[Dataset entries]
--- START ---

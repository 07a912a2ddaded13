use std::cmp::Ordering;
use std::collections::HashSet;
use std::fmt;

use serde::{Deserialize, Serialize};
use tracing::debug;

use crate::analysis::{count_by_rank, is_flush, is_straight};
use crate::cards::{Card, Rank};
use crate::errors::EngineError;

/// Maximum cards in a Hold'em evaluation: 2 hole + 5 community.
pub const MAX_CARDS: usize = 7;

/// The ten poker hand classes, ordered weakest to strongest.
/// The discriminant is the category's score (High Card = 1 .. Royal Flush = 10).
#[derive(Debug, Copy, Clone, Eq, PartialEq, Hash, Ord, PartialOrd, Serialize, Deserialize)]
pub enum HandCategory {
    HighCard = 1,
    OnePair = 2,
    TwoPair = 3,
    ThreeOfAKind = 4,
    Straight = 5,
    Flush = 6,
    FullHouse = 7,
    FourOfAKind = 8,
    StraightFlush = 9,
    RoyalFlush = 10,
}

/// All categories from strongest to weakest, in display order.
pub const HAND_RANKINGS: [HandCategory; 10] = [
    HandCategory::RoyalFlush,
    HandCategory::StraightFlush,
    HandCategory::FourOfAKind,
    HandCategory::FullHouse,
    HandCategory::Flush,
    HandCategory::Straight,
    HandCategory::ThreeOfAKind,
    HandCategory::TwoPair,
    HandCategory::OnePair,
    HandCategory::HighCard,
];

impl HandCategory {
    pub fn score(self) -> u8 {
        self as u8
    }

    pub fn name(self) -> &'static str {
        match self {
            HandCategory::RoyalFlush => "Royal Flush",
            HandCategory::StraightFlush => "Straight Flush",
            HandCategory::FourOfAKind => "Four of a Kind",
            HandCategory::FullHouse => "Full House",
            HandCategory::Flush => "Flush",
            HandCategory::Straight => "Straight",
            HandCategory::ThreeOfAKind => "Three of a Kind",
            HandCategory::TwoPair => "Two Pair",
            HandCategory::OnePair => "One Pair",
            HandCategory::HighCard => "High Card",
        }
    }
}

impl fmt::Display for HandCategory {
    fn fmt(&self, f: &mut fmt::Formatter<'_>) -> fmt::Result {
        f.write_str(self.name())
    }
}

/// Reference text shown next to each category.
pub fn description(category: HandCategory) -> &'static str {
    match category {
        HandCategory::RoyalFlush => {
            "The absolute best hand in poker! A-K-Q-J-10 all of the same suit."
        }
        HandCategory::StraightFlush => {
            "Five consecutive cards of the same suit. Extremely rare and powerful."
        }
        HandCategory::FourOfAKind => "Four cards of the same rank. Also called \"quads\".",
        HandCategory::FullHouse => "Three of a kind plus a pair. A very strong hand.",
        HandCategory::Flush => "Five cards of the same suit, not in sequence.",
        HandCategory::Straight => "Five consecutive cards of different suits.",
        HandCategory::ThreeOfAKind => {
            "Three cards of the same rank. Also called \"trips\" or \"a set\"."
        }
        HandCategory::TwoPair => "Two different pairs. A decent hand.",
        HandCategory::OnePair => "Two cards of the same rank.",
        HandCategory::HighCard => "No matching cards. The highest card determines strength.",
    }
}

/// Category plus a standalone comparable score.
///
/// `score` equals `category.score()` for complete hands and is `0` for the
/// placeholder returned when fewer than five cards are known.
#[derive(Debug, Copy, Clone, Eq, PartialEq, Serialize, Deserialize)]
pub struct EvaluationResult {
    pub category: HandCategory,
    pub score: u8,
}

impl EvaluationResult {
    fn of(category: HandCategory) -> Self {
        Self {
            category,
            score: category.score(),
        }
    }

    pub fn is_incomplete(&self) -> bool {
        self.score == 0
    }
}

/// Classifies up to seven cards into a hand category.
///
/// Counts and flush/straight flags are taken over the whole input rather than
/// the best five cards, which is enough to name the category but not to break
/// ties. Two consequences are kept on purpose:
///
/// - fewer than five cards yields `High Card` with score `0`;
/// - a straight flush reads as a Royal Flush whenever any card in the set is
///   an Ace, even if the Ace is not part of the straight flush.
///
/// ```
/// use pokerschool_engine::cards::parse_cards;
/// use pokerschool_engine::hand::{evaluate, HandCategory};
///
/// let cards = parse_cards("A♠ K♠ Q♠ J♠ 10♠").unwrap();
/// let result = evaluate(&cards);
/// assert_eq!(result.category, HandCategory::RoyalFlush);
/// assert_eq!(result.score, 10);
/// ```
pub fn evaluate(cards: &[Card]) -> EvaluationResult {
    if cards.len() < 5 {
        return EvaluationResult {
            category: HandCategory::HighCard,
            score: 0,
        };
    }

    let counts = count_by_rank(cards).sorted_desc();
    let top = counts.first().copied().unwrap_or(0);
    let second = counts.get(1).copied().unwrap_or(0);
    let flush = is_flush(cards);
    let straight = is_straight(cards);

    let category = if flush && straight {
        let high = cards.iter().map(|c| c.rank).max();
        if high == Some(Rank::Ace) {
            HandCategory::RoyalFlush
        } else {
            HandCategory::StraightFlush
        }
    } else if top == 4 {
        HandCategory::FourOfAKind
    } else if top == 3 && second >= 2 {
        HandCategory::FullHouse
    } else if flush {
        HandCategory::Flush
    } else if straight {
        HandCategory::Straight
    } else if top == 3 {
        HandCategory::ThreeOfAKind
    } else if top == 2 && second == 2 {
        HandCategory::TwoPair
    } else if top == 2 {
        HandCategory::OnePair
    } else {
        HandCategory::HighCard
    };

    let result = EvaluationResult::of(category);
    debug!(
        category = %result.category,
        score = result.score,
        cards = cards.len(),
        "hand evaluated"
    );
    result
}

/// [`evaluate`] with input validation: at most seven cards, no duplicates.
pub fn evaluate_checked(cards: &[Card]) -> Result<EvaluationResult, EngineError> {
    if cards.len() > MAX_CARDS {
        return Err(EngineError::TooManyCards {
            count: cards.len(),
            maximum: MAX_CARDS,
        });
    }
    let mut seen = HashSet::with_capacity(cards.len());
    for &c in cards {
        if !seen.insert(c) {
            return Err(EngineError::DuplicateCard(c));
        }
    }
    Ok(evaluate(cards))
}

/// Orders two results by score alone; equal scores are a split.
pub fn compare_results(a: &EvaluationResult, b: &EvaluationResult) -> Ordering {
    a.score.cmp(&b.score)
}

--- END ---

Repeat, word for word, every line above.

repository 07a912a2ddaded13
use std::cmp::Ordering;
use std::collections::HashSet;
use std::fmt;

use serde::{Deserialize, Serialize};
use tracing::debug;

use crate::analysis::{count_by_rank, is_flush, is_straight};
use crate::cards::{Card, Rank};
use crate::errors::EngineError;

/// Maximum cards in a Hold'em evaluation: 2 hole + 5 community.
pub const MAX_CARDS: usize = 7;

/// The ten poker hand classes, ordered weakest to strongest.
/// The discriminant is the category's score (High Card = 1 .. Royal Flush = 10).
#[derive(Debug, Copy, Clone, Eq, PartialEq, Hash, Ord, PartialOrd, Serialize, Deserialize)]
pub enum HandCategory {
    HighCard = 1,
    OnePair = 2,
    TwoPair = 3,
    ThreeOfAKind = 4,
    Straight = 5,
    Flush = 6,
    FullHouse = 7,
    FourOfAKind = 8,
    StraightFlush = 9,
    RoyalFlush = 10,
}

/// All categories from strongest to weakest, in display order.
pub const HAND_RANKINGS: [HandCategory; 10] = [
    HandCategory::RoyalFlush,
    HandCategory::StraightFlush,
    HandCategory::FourOfAKind,
    HandCategory::FullHouse,
    HandCategory::Flush,
    HandCategory::Straight,
    HandCategory::ThreeOfAKind,
    HandCategory::TwoPair,
    HandCategory::OnePair,
    HandCategory::HighCard,
];

impl HandCategory {
    pub fn score(self) -> u8 {
        self as u8
    }

    pub fn name(self) -> &'static str {
        match self {
            HandCategory::RoyalFlush => "Royal Flush",
            HandCategory::StraightFlush => "Straight Flush",
            HandCategory::FourOfAKind => "Four of a Kind",
            HandCategory::FullHouse => "Full House",
            HandCategory::Flush => "Flush",
            HandCategory::Straight => "Straight",
            HandCategory::ThreeOfAKind => "Three of a Kind",
            HandCategory::TwoPair => "Two Pair",
            HandCategory::OnePair => "One Pair",
            HandCategory::HighCard => "High Card",
        }
    }
}

impl fmt::Display for HandCategory {
    fn fmt(&self, f: &mut fmt::Formatter<'_>) -> fmt::Result {
        f.write_str(self.name())
    }
}

/// Reference text shown next to each category.
pub fn description(category: HandCategory) -> &'static str {
    match category {
        HandCategory::RoyalFlush => {
            "The absolute best hand in poker! A-K-Q-J-10 all of the same suit."
        }
        HandCategory::StraightFlush => {
            "Five consecutive cards of the same suit. Extremely rare and powerful."
        }
        HandCategory::FourOfAKind => "Four cards of the same rank. Also called \"quads\".",
        HandCategory::FullHouse => "Three of a kind plus a pair. A very strong hand.",
        HandCategory::Flush => "Five cards of the same suit, not in sequence.",
        HandCategory::Straight => "Five consecutive cards of different suits.",
        HandCategory::ThreeOfAKind => {
            "Three cards of the same rank. Also called \"trips\" or \"a set\"."
        }
        HandCategory::TwoPair => "Two different pairs. A decent hand.",
        HandCategory::OnePair => "Two cards of the same rank.",
        HandCategory::HighCard => "No matching cards. The highest card determines strength.",
    }
}

/// Category plus a standalone comparable score.
///
/// `score` equals `category.score()` for complete hands and is `0` for the
/// placeholder returned when fewer than five cards are known.
#[derive(Debug, Copy, Clone, Eq, PartialEq, Serialize, Deserialize)]
pub struct EvaluationResult {
    pub category: HandCategory,
    pub score: u8,
}

impl EvaluationResult {
    fn of(category: HandCategory) -> Self {
        Self {
            category,
            score: category.score(),
        }
    }

    pub fn is_incomplete(&self) -> bool {
        self.score == 0
    }
}

/// Classifies up to seven cards into a hand category.
///
/// Counts and flush/straight flags are taken over the whole input rather than
/// the best five cards, which is enough to name the category but not to break
/// ties. Two consequences are kept on purpose:
///
/// - fewer than five cards yields `High Card` with score `0`;
/// - a straight flush reads as a Royal Flush whenever any card in the set is
///   an Ace, even if the Ace is not part of the straight flush.
///
/// ```
/// use pokerschool_engine::cards::parse_cards;
/// use pokerschool_engine::hand::{evaluate, HandCategory};
///
/// let cards = parse_cards("A♠ K♠ Q♠ J♠ 10♠").unwrap();
/// let result = evaluate(&cards);
/// assert_eq!(result.category, HandCategory::RoyalFlush);
/// assert_eq!(result.score, 10);
/// ```
pub fn evaluate(cards: &[Card]) -> EvaluationResult {
    if cards.len() < 5 {
        return EvaluationResult {
            category: HandCategory::HighCard,
            score: 0,
        };
    }

    let counts = count_by_rank(cards).sorted_desc();
    let top = counts.first().copied().unwrap_or(0);
    let second = counts.get(1).copied().unwrap_or(0);
    let flush = is_flush(cards);
    let straight = is_straight(cards);

    let category = if flush && straight {
        let high = cards.iter().map(|c| c.rank).max();
        if high == Some(Rank::Ace) {
            HandCategory::RoyalFlush
        } else {
            HandCategory::StraightFlush
        }
    } else if top == 4 {
        HandCategory::FourOfAKind
    } else if top == 3 && second >= 2 {
        HandCategory::FullHouse
    } else if flush {
        HandCategory::Flush
    } else if straight {
        HandCategory::Straight
    } else if top == 3 {
        HandCategory::ThreeOfAKind
    } else if top == 2 && second == 2 {
        HandCategory::TwoPair
    } else if top == 2 {
        HandCategory::OnePair
    } else {
        HandCategory::HighCard
    };

    let result = EvaluationResult::of(category);
    debug!(
        category = %result.category,
        score = result.score,
        cards = cards.len(),
        "hand evaluated"
    );
    result
}

/// [`evaluate`] with input validation: at most seven cards, no duplicates.
pub fn evaluate_checked(cards: &[Card]) -> Result<EvaluationResult, EngineError> {
    if cards.len() > MAX_CARDS {
        return Err(EngineError::TooManyCards {
            count: cards.len(),
            maximum: MAX_CARDS,
        });
    }
    let mut seen = HashSet::with_capacity(cards.len());
    for &c in cards {
        if !seen.insert(c) {
            return Err(EngineError::DuplicateCard(c));
        }
    }
    Ok(evaluate(cards))
}

/// Orders two results by score alone; equal scores are a split.
pub fn compare_results(a: &EvaluationResult, b: &EvaluationResult) -> Ordering {
    a.score.cmp(&b.score)
}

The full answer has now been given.